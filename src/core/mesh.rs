use crate::constants::*;
use crate::core::grid::GridModel;
use crate::core::viewport::Viewport;

/// 2D drawing surface the mesh is stroked onto.
pub trait MeshSurface {
    fn set_size(&mut self, width: u32, height: u32);
    /// Backing store size in pixels.
    fn size(&self) -> (u32, u32);
    fn clear(&mut self, width: f64, height: f64);
    fn set_stroke(&mut self, style: &str, line_width: f64);
    fn begin_path(&mut self);
    fn move_to(&mut self, x: f64, y: f64);
    fn line_to(&mut self, x: f64, y: f64);
    fn stroke(&mut self);
}

#[derive(Clone, Debug, PartialEq)]
pub struct MeshParams {
    pub cell_size: f64,
    pub amplitude: f64,
    pub wave_frequency: f64,
    pub rotation_step: f64,
    pub time_step: f64,
    pub stroke_style: &'static str,
    pub line_width: f64,
}

impl Default for MeshParams {
    fn default() -> Self {
        Self {
            cell_size: MESH_CELL_SIZE,
            amplitude: MESH_AMPLITUDE,
            wave_frequency: MESH_WAVE_FREQUENCY,
            rotation_step: MESH_ROTATION_STEP,
            time_step: MESH_TIME_STEP,
            stroke_style: MESH_STROKE_STYLE,
            line_width: MESH_LINE_WIDTH,
        }
    }
}

/// Phase accumulators. Never wrapped; only their value mod 2π matters.
#[derive(Clone, Copy, Debug, Default, PartialEq)]
pub struct AnimationPhase {
    pub rotation: f64,
    /// Advanced every frame but not part of the displacement.
    pub time: f64,
}

/// Vertical displacement of the point at `(row, col)` for a rotation phase.
#[inline]
pub fn displacement(rotation: f64, row: usize, col: usize, params: &MeshParams) -> f64 {
    (rotation + col as f64 * params.wave_frequency).sin()
        * (rotation + row as f64 * params.wave_frequency).cos()
        * params.amplitude
}

/// Owns the grid and phases and redraws the wireframe once per `tick`.
#[derive(Clone, Debug)]
pub struct MeshAnimator {
    params: MeshParams,
    phase: AnimationPhase,
    grid: GridModel,
    width: f64,
    height: f64,
}

impl MeshAnimator {
    pub fn new(params: MeshParams, width: f64, height: f64) -> Self {
        let grid = GridModel::new(width, height, params.cell_size);
        Self {
            params,
            phase: AnimationPhase::default(),
            grid,
            width,
            height,
        }
    }

    /// Size the surface to the viewport, then rebuild the grid from the
    /// surface's new size.
    pub fn resize<S: MeshSurface>(&mut self, surface: &mut S, viewport: Viewport) {
        let w = viewport.width.max(0.0) as u32;
        let h = viewport.height.max(0.0) as u32;
        surface.set_size(w, h);
        let (sw, sh) = surface.size();
        self.width = sw as f64;
        self.height = sh as f64;
        self.grid
            .rebuild(self.width, self.height, self.params.cell_size);
    }

    pub fn advance(&mut self) {
        self.phase.rotation += self.params.rotation_step;
        self.phase.time += self.params.time_step;
    }

    pub fn displace(&mut self) {
        let rotation = self.phase.rotation;
        let cols = self.grid.cols().max(1);
        let params = &self.params;
        for (i, point) in self.grid.points_mut().iter_mut().enumerate() {
            point.z = displacement(rotation, i / cols, i % cols, params);
        }
    }

    /// Stroke one polyline per row (displaced in y) and per column
    /// (displaced in x).
    pub fn render<S: MeshSurface>(&self, surface: &mut S) {
        surface.set_stroke(self.params.stroke_style, self.params.line_width);
        let (rows, cols) = (self.grid.rows(), self.grid.cols());
        let points = self.grid.points();
        if self.grid.is_empty() || points.len() != rows * cols {
            return;
        }

        for row in 0..rows {
            surface.begin_path();
            for col in 0..cols {
                let p = &points[row * cols + col];
                if col == 0 {
                    surface.move_to(p.x, p.y + p.z);
                } else {
                    surface.line_to(p.x, p.y + p.z);
                }
            }
            surface.stroke();
        }

        for col in 0..cols {
            surface.begin_path();
            for row in 0..rows {
                let p = &points[row * cols + col];
                if row == 0 {
                    surface.move_to(p.x + p.z, p.y);
                } else {
                    surface.line_to(p.x + p.z, p.y);
                }
            }
            surface.stroke();
        }
    }

    pub fn tick<S: MeshSurface>(&mut self, surface: &mut S) {
        surface.clear(self.width, self.height);
        self.advance();
        self.displace();
        self.render(surface);
    }

    #[inline]
    pub fn grid(&self) -> &GridModel {
        &self.grid
    }

    #[cfg(test)]
    pub fn phase(&self) -> AnimationPhase {
        self.phase
    }

    #[cfg(test)]
    pub fn set_phase(&mut self, phase: AnimationPhase) {
        self.phase = phase;
    }

    #[cfg(test)]
    pub fn params(&self) -> &MeshParams {
        &self.params
    }

    #[cfg(test)]
    pub fn size(&self) -> (f64, f64) {
        (self.width, self.height)
    }
}
use crate::constants::MESH_MAX_CELLS_PER_AXIS;

/// A lattice vertex of the background mesh.
#[derive(Clone, Copy, Debug, PartialEq)]
pub struct GridPoint {
    pub x: f64,
    pub y: f64,
    pub base_x: f64,
    pub base_y: f64,
    pub z: f64,
}

impl GridPoint {
    fn at(base_x: f64, base_y: f64) -> Self {
        Self {
            x: base_x,
            y: base_y,
            base_x,
            base_y,
            z: 0.0,
        }
    }
}

/// Row-major point lattice covering the viewport plus one cell of overdraw.
///
/// Invariant: `points.len() == rows * cols`.
#[derive(Clone, Debug, Default, PartialEq)]
pub struct GridModel {
    rows: usize,
    cols: usize,
    points: Vec<GridPoint>,
}

impl GridModel {
    pub fn new(width: f64, height: f64, cell_size: f64) -> Self {
        let mut grid = Self::default();
        grid.rebuild(width, height, cell_size);
        grid
    }

    /// `(rows, cols)` for a viewport. Degenerate sizes collapse to one line;
    /// each axis is capped at `MESH_MAX_CELLS_PER_AXIS` cells.
    pub fn dimensions(width: f64, height: f64, cell_size: f64) -> (usize, usize) {
        if !(cell_size.is_finite() && cell_size > 0.0) {
            return (1, 1);
        }
        let cells = |extent: f64| -> usize {
            if extent.is_finite() && extent > 0.0 {
                (extent / cell_size)
                    .ceil()
                    .min(MESH_MAX_CELLS_PER_AXIS as f64) as usize
            } else {
                0
            }
        };
        (cells(height) + 1, cells(width) + 1)
    }

    pub fn rebuild(&mut self, width: f64, height: f64, cell_size: f64) {
        let (rows, cols) = Self::dimensions(width, height, cell_size);
        let step = if cell_size.is_finite() && cell_size > 0.0 {
            cell_size
        } else {
            0.0
        };
        self.rows = rows;
        self.cols = cols;
        self.points = Vec::with_capacity(rows * cols);
        for row in 0..rows {
            for col in 0..cols {
                self.points
                    .push(GridPoint::at(col as f64 * step, row as f64 * step));
            }
        }
    }

    #[inline]
    pub fn rows(&self) -> usize {
        self.rows
    }

    #[inline]
    pub fn cols(&self) -> usize {
        self.cols
    }

    #[inline]
    pub fn len(&self) -> usize {
        self.points.len()
    }

    #[inline]
    pub fn is_empty(&self) -> bool {
        self.points.is_empty()
    }

    #[inline]
    pub fn points(&self) -> &[GridPoint] {
        &self.points
    }

    #[inline]
    pub fn points_mut(&mut self) -> &mut [GridPoint] {
        &mut self.points
    }

    #[cfg(test)]
    pub fn row_col(&self, index: usize) -> (usize, usize) {
        let cols = self.cols.max(1);
        (index / cols, index % cols)
    }

    #[cfg(test)]
    pub fn point(&self, row: usize, col: usize) -> Option<&GridPoint> {
        if row < self.rows && col < self.cols {
            self.points.get(row * self.cols + col)
        } else {
            None
        }
    }
}
use crate::constants::*;
use crate::core::scheduler::FrameCoalescer;
use crate::core::targets::{Role, TargetTable};
use crate::core::tween::{Ease, TweenSink, TweenVars};

/// Intro tweens for the hero block, played once on load.
pub fn hero_intro_steps() -> [(Role, TweenVars); 4] {
    [
        (
            Role::HeroLabel,
            TweenVars::over(0.8).opacity(0.0).y(20.0).delay(0.2),
        ),
        (
            Role::HeroHeading,
            TweenVars::over(1.0).opacity(0.0).y(40.0).delay(0.4),
        ),
        (
            Role::HeroText,
            TweenVars::over(0.8).opacity(0.0).y(30.0).delay(0.6),
        ),
        (
            Role::HeroImage,
            TweenVars::over(1.0)
                .opacity(0.0)
                .scale(0.8)
                .delay(1.0)
                .ease(Ease::BackOut),
        ),
    ]
}

/// Returns how many steps had targets.
pub fn play_hero_intro(table: &TargetTable, sink: &mut impl TweenSink) -> usize {
    let mut played = 0;
    for (role, vars) in hero_intro_steps().iter() {
        let targets = table.get(*role);
        if targets.is_empty() {
            continue;
        }
        sink.from(targets, vars);
        played += 1;
    }
    played
}

#[derive(Clone, Copy, Debug, PartialEq)]
pub struct SectionReveal {
    pub trigger: Role,
    pub targets: Role,
    pub stagger: Option<f64>,
}

pub const SECTION_REVEALS: [SectionReveal; 2] = [
    SectionReveal {
        trigger: Role::Collection,
        targets: Role::SectionIntro,
        stagger: None,
    },
    SectionReveal {
        trigger: Role::InfoSection,
        targets: Role::InfoBlock,
        stagger: Some(REVEAL_STAGGER),
    },
];

/// Register the one-shot scroll reveals. Returns how many were registered.
pub fn play_section_reveals(table: &TargetTable, sink: &mut impl TweenSink) -> usize {
    let mut registered = 0;
    for reveal in SECTION_REVEALS.iter() {
        let Some(trigger) = table.first(reveal.trigger) else {
            continue;
        };
        let targets = table.get(reveal.targets);
        if targets.is_empty() {
            continue;
        }
        let mut vars = TweenVars::over(REVEAL_DURATION)
            .opacity(0.0)
            .y(REVEAL_OFFSET_Y)
            .scroll_trigger(trigger, REVEAL_START);
        if let Some(s) = reveal.stagger {
            vars = vars.stagger(s);
        }
        sink.from(targets, &vars);
        registered += 1;
    }
    registered
}

#[derive(Clone, Copy, Debug, PartialEq, Eq)]
pub enum HeaderTint {
    Top,
    Scrolled,
}

impl HeaderTint {
    pub fn for_scroll(scroll_y: f64) -> Self {
        if scroll_y > HEADER_SCROLL_THRESHOLD {
            HeaderTint::Scrolled
        } else {
            HeaderTint::Top
        }
    }

    pub fn background(self) -> &'static str {
        match self {
            HeaderTint::Top => HEADER_BG_TOP,
            HeaderTint::Scrolled => HEADER_BG_SCROLLED,
        }
    }
}

/// Recolors the header at most once per display frame.
#[derive(Clone, Debug, Default)]
pub struct HeaderTracker {
    coalescer: FrameCoalescer,
    tint: Option<HeaderTint>,
    updates: u64,
}

impl HeaderTracker {
    pub fn new() -> Self {
        Self::default()
    }

    /// `true` when a frame must be requested for this scroll event.
    pub fn on_scroll(&mut self) -> bool {
        self.coalescer.request()
    }

    /// Run the pending recomputation for the current scroll position.
    pub fn on_frame(
        &mut self,
        scroll_y: f64,
        table: &TargetTable,
        sink: &mut impl TweenSink,
    ) -> HeaderTint {
        let tint = HeaderTint::for_scroll(scroll_y);
        let header = table.get(Role::Header);
        if !header.is_empty() {
            let vars = TweenVars::over(HEADER_TINT_DURATION).background(tint.background());
            sink.to(header, &vars);
        }
        self.tint = Some(tint);
        self.updates += 1;
        self.coalescer.complete();
        tint
    }

    #[cfg(test)]
    pub fn is_pending(&self) -> bool {
        self.coalescer.is_pending()
    }

    #[inline]
    pub fn tint(&self) -> Option<HeaderTint> {
        self.tint
    }

    #[inline]
    pub fn updates(&self) -> u64 {
        self.updates
    }
}
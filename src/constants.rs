// Layout, motion and timing constants for the landing page effects.
//
// Values are in CSS pixels, seconds or milliseconds as named. Keeping them
// here keeps magic numbers out of the behavior code.

// Layout breakpoint: strictly wider viewports count as desktop
pub const DESKTOP_BREAKPOINT_PX: f64 = 768.0;

// Wireframe mesh
pub const MESH_CELL_SIZE: f64 = 50.0;
pub const MESH_AMPLITUDE: f64 = 20.0;
pub const MESH_WAVE_FREQUENCY: f64 = 0.15; // phase offset per row/column
pub const MESH_ROTATION_STEP: f64 = 0.001; // per frame
pub const MESH_TIME_STEP: f64 = 0.005; // per frame
pub const MESH_STROKE_STYLE: &str = "rgba(0, 245, 255, 0.15)";
pub const MESH_LINE_WIDTH: f64 = 0.8;
pub const MESH_CANVAS_ID: &str = "bgCanvas";
pub const MESH_MAX_CELLS_PER_AXIS: usize = 1024; // bounds rows and cols

// Cursor follower (offsets are half the element size)
pub const CURSOR_DOT_OFFSET: f64 = 4.0;
pub const CURSOR_OUTLINE_OFFSET: f64 = 16.0;
pub const CURSOR_DOT_DURATION: f64 = 0.3;
pub const CURSOR_OUTLINE_DURATION: f64 = 0.6;
pub const CURSOR_HOVER_SCALE: f64 = 1.5;
pub const CURSOR_HOVER_DURATION: f64 = 0.3;

// Ambient shape drift
pub const DRIFT_OFFSET_RANGE: (f64, f64) = (-100.0, 100.0);
pub const DRIFT_SCALE_RANGE: (f64, f64) = (0.9, 1.1);
pub const DRIFT_DURATION_RANGE: (f64, f64) = (15.0, 25.0);
pub const DRIFT_STAGGER_SEC: f64 = 0.3;

// Pointer parallax: (factor, duration) per shape group
pub const PARALLAX_GROUP_1: (f64, f64) = (50.0, 1.5);
pub const PARALLAX_GROUP_2: (f64, f64) = (-40.0, 1.7);
pub const PARALLAX_GROUP_3: (f64, f64) = (60.0, 1.3);

// Card tilt
pub const TILT_DIVISOR: f64 = 20.0; // px of pointer travel per degree
pub const TILT_PERSPECTIVE: f64 = 1000.0;
pub const TILT_DURATION: f64 = 0.5;

// Anchor smooth scroll
pub const SCROLL_HEADER_OFFSET: f64 = 100.0;
pub const SCROLL_DURATION: f64 = 1.0;

// Header tint
pub const HEADER_SCROLL_THRESHOLD: f64 = 100.0;
pub const HEADER_BG_TOP: &str = "rgba(5, 5, 5, 0.5)";
pub const HEADER_BG_SCROLLED: &str = "rgba(5, 5, 5, 0.8)";
pub const HEADER_TINT_DURATION: f64 = 0.3;

// Section reveals
pub const REVEAL_START: &str = "top 80%";
pub const REVEAL_OFFSET_Y: f64 = 40.0;
pub const REVEAL_DURATION: f64 = 0.8;
pub const REVEAL_STAGGER: f64 = 0.2;

// Hero particles
pub const PARTICLE_COUNT: usize = 10;
pub const PARTICLE_SIZE_MIN_PX: f64 = 2.0;
pub const PARTICLE_SIZE_SPAN_PX: f64 = 8.0;
pub const PARTICLE_DELAY_MAX_SEC: f64 = 5.0;
pub const PARTICLE_CLASS: &str = "particle";

// Mobile adaptation
pub const MOBILE_DURATION_FACTOR: f64 = 2.0;

// Join buttons
pub const PRESS_SCALE: f64 = 0.95;
pub const PRESS_DURATION: f64 = 0.1;
pub const NAVIGATION_DELAY_MS: i32 = 200;
pub const NAVIGATION_TARGET: &str = "_blank";
pub const NAVIGATION_FEATURES: &str = "noopener,noreferrer";

// Focus mode
pub const KEYBOARD_NAV_CLASS: &str = "keyboard-nav";

// Resize handling
pub const RESIZE_DEBOUNCE_MS: f64 = 250.0;
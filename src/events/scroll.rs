use super::Page;
use crate::core::reveal::HeaderTracker;
use crate::dom;
use std::cell::RefCell;
use std::rc::Rc;
use web_sys as web;

/// Header tint follows the scroll position, recomputed once per frame.
pub fn wire_header_scroll(page: &Page) {
    let tracker = Rc::new(RefCell::new(HeaderTracker::new()));
    let page = page.clone();
    let window = page.window.clone();
    let target = window.clone();
    dom::on_passive(&target, "scroll", move |_: web::Event| {
        if !tracker.borrow_mut().on_scroll() {
            return;
        }
        let (t, p) = (tracker.clone(), page.clone());
        if dom::request_frame_once(&window, move || update_header(&t, &p)).is_none() {
            log::warn!("[scroll] no animation frame; updating header now");
            update_header(&tracker, &page);
        }
    });
}

fn update_header(tracker: &RefCell<HeaderTracker>, page: &Page) {
    let mut sink = page.sink.clone();
    let y = dom::scroll_y(&page.window);
    let before = tracker.borrow().tint();
    let tint = tracker.borrow_mut().on_frame(y, &page.targets, &mut sink);
    if before != Some(tint) {
        let updates = tracker.borrow().updates();
        log::debug!("[scroll] header tint {:?} at y={} (update {})", tint, y, updates);
    }
}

● **EXERCISE**
Search the material for the string "displaced" and return each line that has it.

● **RESULT OF THIS EXERCISE**
    /// Stroke one polyline per row (displaced in y) and per column
    /// (displaced in x).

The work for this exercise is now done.